# 📊 Data Splitting Strategy

This notebook implements a comprehensive data splitting strategy for the fraud detection model. The strategy ensures robust model evaluation by properly separating data into distinct sets for training, validation, and testing.

## 🎯 Key Components

1. **Out-of-Time (OOT) Split**
   - Separates data based on transaction date
   - Ensures temporal independence between training and test sets
   - Helps evaluate model performance on future data

2. **Train/Validation Split**
   - Further splits training data into train and holdout sets
   - Uses stratified sampling to maintain class distribution
   - Enables model validation during training

3. **Feature Transformation**
   - Handles categorical variables
   - Handles unknown categories
   - Custom encodig enable control over categorical variables

## 📚 Import Libraries and Load Data <a name="import-libraries"></a>

In [5]:
# Import required libraries for data manipulation and model training
import pandas as pd
import numpy as np
from sklearn.model_selection import train_test_split

# Add project root to Python path for importing custom modules
import sys
sys.path.append('../')

# Import custom encoder for handling categorical variables
from utils.multicolumn_encoder import MultiColumnEncoder

# Load processed data
data = pd.read_parquet('../data/processed_credit_card_transactions.parquet')

# set trannsaction num as index
data.set_index('trans_num', inplace=True)

## ⏰ Out-of-Time Split

Split data into training and out-of-time test sets based on transaction date.


### Split Criteria
- Training data: Transactions before July 2020
- OOT data: Transactions from July 2020 onwards

In [6]:
# Define split criteria based on transaction date
_expression = "trans_date_trans_time < '2020-07-01 00:00:00'"
print(f"Splitting dataframe based on expression {_expression!r}.")

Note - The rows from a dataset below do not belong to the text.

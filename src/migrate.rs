//! Ordered schema migration pipeline.
//!
//! Configurations written against older schema versions are rewritten into
//! the current shape by a fixed, ordered sequence of renames followed by
//! one structural step (legacy severity thresholds become a segment list).
//! Every step is a no-op when its source key is absent, which makes the
//! whole pipeline idempotent: re-running it on an already-migrated tree
//! changes nothing.

use log::debug;
use serde_json::Value;

use crate::{
    segment::{SegmentEntry, Segments},
    tree::{self, TreePath},
};

/// A declarative rename of one tree location to another.
struct Rename {
    from: &'static [&'static str],
    to: &'static [&'static str],
    overwrite: bool,
}

/// The rename table, in execution order.
///
/// Order is significant: `valueText` is first normalized to `value_text`
/// so the later `value_text` step carries it into `value_texts.primary`,
/// and `inner.value_text` must be lifted out before `inner` is considered
/// settled. First write wins when two sources feed one destination.
const RENAMES: &[Rename] = &[
    Rename {
        from: &["gradientResolution"],
        to: &["gradient_resolution"],
        overwrite: false,
    },
    Rename {
        from: &["name"],
        to: &["titles", "primary"],
        overwrite: false,
    },
    Rename {
        from: &["segmentsTemplate"],
        to: &["segments"],
        overwrite: false,
    },
    Rename {
        from: &["severityTemplate"],
        to: &["severity"],
        overwrite: false,
    },
    Rename {
        from: &["valueText"],
        to: &["value_text"],
        overwrite: false,
    },
    Rename {
        from: &["primary"],
        to: &["titles", "primary"],
        overwrite: false,
    },
    Rename {
        from: &["primary_color"],
        to: &["titles", "primary_color"],
        overwrite: false,
    },
    Rename {
        from: &["secondary"],
        to: &["titles", "secondary"],
        overwrite: false,
    },
    Rename {
        from: &["secondary_color"],
        to: &["titles", "secondary_color"],
        overwrite: false,
    },
    Rename {
        from: &["value_text"],
        to: &["value_texts", "primary"],
        overwrite: false,
    },
    Rename {
        from: &["value_text_color"],
        to: &["value_texts", "primary_color"],
        overwrite: false,
    },
    Rename {
        from: &["inner", "value_text"],
        to: &["value_texts", "secondary"],
        overwrite: false,
    },
    Rename {
        from: &["inner", "value_text_color"],
        to: &["value_texts", "secondary_color"],
        overwrite: false,
    },
];

/// Legacy severity tiers and the fixed color token each one maps to.
const SEVERITY_TIERS: &[(&str, &str)] = &[
    ("green", "var(--label-badge-green)"),
    ("yellow", "var(--label-badge-yellow)"),
    ("red", "var(--label-badge-red)"),
];

/// Rewrite a configuration produced by an older schema into the current
/// shape. Copy-on-write and idempotent.
pub fn migrate_config(tree: &Value) -> Value {
    let mut current = tree.clone();
    for step in RENAMES {
        let from = TreePath::from_segments(step.from.iter().copied());
        let to = TreePath::from_segments(step.to.iter().copied());
        current = tree::move_value(&current, &from, &to, step.overwrite);
    }
    migrate_severity(&current)
}

/// Synthesize a segment list from legacy `severity` thresholds.
///
/// Runs only when `severity` is a present object (not a template string)
/// and `segments` is absent; otherwise the tree passes through unchanged.
fn migrate_severity(tree: &Value) -> Value {
    let severity_path = TreePath::from_segments(["severity"]);
    let segments_path = TreePath::from_segments(["segments"]);

    let Some(severity) = tree::get(tree, &severity_path) else {
        return tree.clone();
    };
    if tree::get(tree, &segments_path).is_some() {
        return tree.clone();
    }
    if matches!(
        Segments::classify(Some(severity)),
        Segments::Template(_)
    ) {
        // Severity templates resolve externally; leave them alone.
        return tree.clone();
    }
    let Some(thresholds) = severity.as_object() else {
        return tree.clone();
    };

    let entries: Vec<SegmentEntry> = SEVERITY_TIERS
        .iter()
        .filter_map(|(tier, color)| {
            thresholds.get(*tier).map(|bound| SegmentEntry {
                bound: bound.clone(),
                color: (*color).to_string(),
            })
        })
        .collect();
    debug!("migrating severity thresholds into {} segment(s)", entries.len());

    let segments = Segments::From(entries).sorted();
    let Some(segments_value) = segments.to_value() else {
        return tree.clone();
    };
    let (result, ok) = tree::set(tree, &segments_path, segments_value, true, false);
    if !ok {
        return tree.clone();
    }
    let (result, _) = tree::delete(&result, &severity_path);
    result
}

/// Independent legacy rename for the icon block.
///
/// `icon.battery` and `icon.template` each become `icon.value` paired with
/// the matching literal `type` discriminator. No-op when the legacy keys
/// are absent, so re-application is safe.
pub fn migrate_icon(tree: &Value) -> Value {
    let mut current = tree.clone();
    let value_path = TreePath::from_segments(["icon", "value"]);
    let type_path = TreePath::from_segments(["icon", "type"]);

    for legacy in ["battery", "template"] {
        let from = TreePath::from_segments(["icon", legacy]);
        if tree::get(&current, &from).is_none() {
            continue;
        }
        let moved = tree::move_value(&current, &from, &value_path, false);
        if tree::get(&moved, &from).is_some() {
            // Destination occupied; leave the legacy key in place.
            current = moved;
            continue;
        }
        debug!("migrating icon.{legacy} to icon.value");
        let (with_type, _) = tree::set(
            &moved,
            &type_path,
            Value::String(legacy.to_string()),
            true,
            true,
        );
        current = with_type;
    }
    current
}

#[cfg(test)]
mod tests {
    use super::*;
    use serde_json::json;

    #[test]
    fn test_rename_table_end_to_end() {
        let legacy = json!({
            "entity": "sensor.power",
            "primary": "Power",
            "primary_color": "red",
            "secondary": "Now",
            "secondary_color": "blue",
            "value_text": "{{ states('sensor.power') }}",
            "value_text_color": "white",
            "inner": {
                "min": 0,
                "max": 100,
                "value_text": "inner text",
                "value_text_color": "gray",
            },
        });

        let migrated = migrate_config(&legacy);
        assert_eq!(
            migrated,
            json!({
                "entity": "sensor.power",
                "titles": {
                    "primary": "Power",
                    "primary_color": "red",
                    "secondary": "Now",
                    "secondary_color": "blue",
                },
                "value_texts": {
                    "primary": "{{ states('sensor.power') }}",
                    "primary_color": "white",
                    "secondary": "inner text",
                    "secondary_color": "gray",
                },
                "inner": { "min": 0, "max": 100 },
            })
        );
    }

    #[test]
    fn test_camel_case_renames_chain() {
        let legacy = json!({
            "gradientResolution": "medium",
            "valueText": "42 W",
            "segmentsTemplate": "{{ segments }}",
        });
        let migrated = migrate_config(&legacy);
        assert_eq!(migrated["gradient_resolution"], json!("medium"));
        assert_eq!(migrated["value_texts"]["primary"], json!("42 W"));
        assert_eq!(migrated["segments"], json!("{{ segments }}"));
        assert!(migrated.get("valueText").is_none());
        assert!(migrated.get("value_text").is_none());
    }

    #[test]
    fn test_name_wins_over_primary_when_both_present() {
        let legacy = json!({ "name": "Old", "primary": "New" });
        let migrated = migrate_config(&legacy);
        // First write wins; the blocked source stays put.
        assert_eq!(migrated["titles"]["primary"], json!("Old"));
        assert_eq!(migrated["primary"], json!("New"));
    }

    #[test]
    fn test_severity_becomes_sorted_segments() {
        let legacy = json!({ "severity": { "red": 50, "green": 0, "yellow": 25 } });
        let migrated = migrate_config(&legacy);
        assert!(migrated.get("severity").is_none());
        assert_eq!(
            migrated["segments"],
            json!([
                { "from": 0, "color": "var(--label-badge-green)" },
                { "from": 25, "color": "var(--label-badge-yellow)" },
                { "from": 50, "color": "var(--label-badge-red)" },
            ])
        );
    }

    #[test]
    fn test_severity_partial_tiers() {
        let legacy = json!({ "severity": { "red": 80 } });
        let migrated = migrate_config(&legacy);
        assert_eq!(
            migrated["segments"],
            json!([{ "from": 80, "color": "var(--label-badge-red)" }])
        );
    }

    #[test]
    fn test_severity_template_passes_through() {
        let legacy = json!({ "severityTemplate": "{{ severity }}" });
        let migrated = migrate_config(&legacy);
        // Renamed to severity, but not expanded into segments.
        assert_eq!(migrated["severity"], json!("{{ severity }}"));
        assert!(migrated.get("segments").is_none());
    }

    #[test]
    fn test_severity_skipped_when_segments_present() {
        let legacy = json!({
            "severity": { "green": 0 },
            "segments": [{ "from": 10, "color": "blue" }],
        });
        let migrated = migrate_config(&legacy);
        assert_eq!(migrated, legacy);
    }

    #[test]
    fn test_pipeline_is_idempotent() {
        let legacy = json!({
            "name": "Kitchen",
            "value_text": "x",
            "severity": { "green": 0, "red": 50 },
            "inner": { "value_text": "y" },
        });
        let once = migrate_config(&legacy);
        let twice = migrate_config(&once);
        assert_eq!(once, twice);
    }

    #[test]
    fn test_icon_battery_rename() {
        let legacy = json!({ "icon": { "battery": "sensor.phone_battery" } });
        let migrated = migrate_icon(&legacy);
        assert_eq!(
            migrated,
            json!({ "icon": { "type": "battery", "value": "sensor.phone_battery" } })
        );
        assert_eq!(migrate_icon(&migrated), migrated);
    }

    #[test]
    fn test_icon_template_rename() {
        let legacy = json!({ "icon": { "template": "{{ icon }}" } });
        let migrated = migrate_icon(&legacy);
        assert_eq!(
            migrated,
            json!({ "icon": { "type": "template", "value": "{{ icon }}" } })
        );
    }

    #[test]
    fn test_icon_migration_noop_without_legacy_keys() {
        let current = json!({ "icon": { "type": "battery", "value": "sensor.b" } });
        assert_eq!(migrate_icon(&current), current);
        let no_icon = json!({ "entity": "sensor.x" });
        assert_eq!(migrate_icon(&no_icon), no_icon);
    }
}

# Split into training and OOT sets
train = data.query(_expression)
oot = data.query(f"~({_expression})")

# Separate features and target for OOT set
oot_y = oot.is_fraud
oot_X = oot.drop(columns=['is_fraud'])

Splitting dataframe based on expression "trans_date_trans_time < '2020-07-01 00:00:00'".


## 🔄 Train/Validation Split

Further split the training data into train and holdout sets using stratified sampling to maintain the class distribution. This helps in:

1. Model validation during training
2. Hyperparameter tuning

In [7]:
# Prepare training data by separating features and target
X = train.drop(columns=['is_fraud'])
y = train['is_fraud']

# Split into train and holdout sets with stratification
train_X, holdout_X, train_y, holdout_y = train_test_split(
    X, y, 
    test_size=0.2,  # 20% of data for holdout
    random_state=42,  # For reproducibility
    stratify=y  # Maintain class distribution
)


## 🔧 Transform Features

Encode categorical variables using our custom MultiColumnEncoder to prepare the data for model training. This ensures:

1. Proper handling of categorical features
2. Consistent encoding across all datasets
3. Handling of unknown categories

In [8]:
# Identify categorical columns in the dataset
categorical_columns = X.select_dtypes(include=['object']).columns.tolist()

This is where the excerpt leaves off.